MERCEDES OFFERS SUBSIDIES TO RETROFIT DIESELS
Mercedes-Benz is offering subsidies to customers in Germany to retrofit older diesel models. Owners can apply for a subsidy worth up to 3,000 euros to upgrade the exhaust filter of older diesel models, in order to avoid bans. A number of cities in Germany have started banning older diesel cars in order to curb pollution. Initially, German automakers offered software updates to fix the engines but consumer groups put pressure on carmakers to go with retrofits instead, which they claim are more cost effective.
USMCA CONTAINS EV SUPPLY CHAIN PROVISIONS
With the Trump Administration trying to weaken fuel economy standards and California’s EV mandate, there is a fear that the U.S. will lose out to China and Europe in developing an EV supply chain. But Autoline learned that the USMCA, the trade agreement that is supposed to replace NAFTA, contains provisions to force automakers to develop EV supply chains in the U.S. Under the USMCA, 75% of the content of a vehicle must be made in the U.S., Mexico or Canada. This includes “core” components such as engines, transmissions, steering, axles and battery packs including the battery cells. Those components must meet that threshold for content and 40% to 45% of that content has to be made with labor, earning at least a $16 an hour wage rate—which essentially means they cannot be made in Mexico. If automakers do not meet these thresholds, they will be subject to import tariffs, 2.5% for cars, 25% for trucks. Any automaker that wants to sell electric cars in the U.S. will have to make the motor, transmission and battery pack including cells in the U.S. Right now, the USMCA is tied up in Congress, but if and when it’s enacted, it is designed to create an electric car supply chain in the U.S.

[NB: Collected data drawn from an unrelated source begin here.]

//! Local export of the in-memory record list.
//!
//! # Purpose
//! CSV text and a print-ready HTML document, both produced entirely from the
//! records the controller already holds. Neither touches the server.
use registry_model::Graduate;

const CSV_HEADER: &[&str] = &[
    "id",
    "student_id",
    "full_name",
    "program",
    "cohort",
    "status",
    "address",
    "gender",
    "phone",
    "email",
    "employer",
    "job_title",
    "created_at",
];

fn csv_field(value: &str) -> String {
    if value.contains([',', '"', '\n', '\r']) {
        format!("\"{}\"", value.replace('"', "\"\""))
    } else {
        value.to_string()
    }
}

fn csv_row(fields: &[String]) -> String {
    fields
        .iter()
        .map(|field| csv_field(field))
        .collect::<Vec<_>>()
        .join(",")
}

fn record_columns(record: &Graduate) -> Vec<String> {
    vec![
        record.id.clone(),
        record.student_id.clone(),
        record.full_name.clone(),
        record.program.clone(),
        record.cohort.to_string(),
        record.status.clone(),
        record.address.clone().unwrap_or_default(),
        record.gender.clone().unwrap_or_default(),
        record.phone.clone().unwrap_or_default(),
        record.email.clone(),
        record.employer.clone().unwrap_or_default(),
        record.job_title.clone().unwrap_or_default(),
        record.created_at.to_rfc3339(),
    ]
}

/// Render the records as CSV: one header row plus one row per record.
pub fn to_csv(records: &[Graduate]) -> String {
    let mut lines = Vec::with_capacity(records.len() + 1);
    lines.push(csv_row(
        &CSV_HEADER
            .iter()
            .map(|column| column.to_string())
            .collect::<Vec<_>>(),
    ));
    for record in records {
        lines.push(csv_row(&record_columns(record)));
    }
    let mut csv = lines.join("\n");
    csv.push('\n');
    csv
}

fn escape_html(value: &str) -> String {
    value
        .replace('&', "&amp;")
        .replace('<', "&lt;")
        .replace('>', "&gt;")
        .replace('"', "&quot;")
}

/// Render a standalone HTML document the browser can open in a new window
/// and hand to its print-to-PDF flow.
pub fn to_print_html(records: &[Graduate]) -> String {
    let mut rows = String::new();
    for record in records {
        rows.push_str("<tr>");
        for column in [
            record.student_id.as_str(),
            record.full_name.as_str(),
            record.program.as_str(),
            &record.cohort.to_string(),
            record.status.as_str(),
            record.email.as_str(),
        ] {
            rows.push_str("<td>");
            rows.push_str(&escape_html(column));
            rows.push_str("</td>");
        }
        rows.push_str("</tr>\n");
    }
    format!(
        "<!doctype html>\n<html>\n<head>\n<meta charset=\"utf-8\">\n\
         <title>Graduate records</title>\n\
         <style>table{{border-collapse:collapse;width:100%}}\
         th,td{{border:1px solid #999;padding:4px 8px;text-align:left}}</style>\n\
         </head>\n<body>\n<h1>Graduate records ({count})</h1>\n\
         <table>\n<thead><tr><th>Student ID</th><th>Name</th><th>Program</th>\
         <th>Cohort</th><th>Status</th><th>Email</th></tr></thead>\n\
         <tbody>\n{rows}</tbody>\n</table>\n</body>\n</html>\n",
        count = records.len(),
    )
}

NEW BATTERY TECH WILL HELP GROW NUMBER OF EVs
According to ABI Research, there will be 100 million EVs on the road by 2028 due to significant improvements in battery technology that will reduce consumer’s range anxiety. The ‘significant improvements’ will come in the form of solid-state and silicon-dominant batteries. Not only will these batteries be safer, they’ll have higher energy density and allow for faster charging. ABI predicts that by 2025, we will see silicon-dominant batteries with energy densities of 400 watt-hours per kilogram and charging power of 300+ kW. The Tesla Model 3 is estimated to have an energy density of 250 watt-hours per kilogram and Superchargers put out 150 kW. And starting around 2026 ABI says we’ll start to see solid-state batteries, which will enable energy densities of at least 500 Wh/kg and offer 500 kW+ charging power.
FORD TESTS SATELLITE DEALER STOREFRONTS
Ford is taking a page out of Tesla’s book and opening storefronts as a new way to reach customers. The automaker is testing what it calls “Smart Labs” at four locations outside of the U.S. One is in Quebec, Canada and the other three are located in Europe. The company plans to open one in the U.S. in a mall but hasn’t revealed the location. The labs are basically satellite storefronts for dealers and will have employees to answer questions and pass sales leads to the dealers. Fewer people are visiting dealerships, so automakers need to try new ways, like this, to reach customers.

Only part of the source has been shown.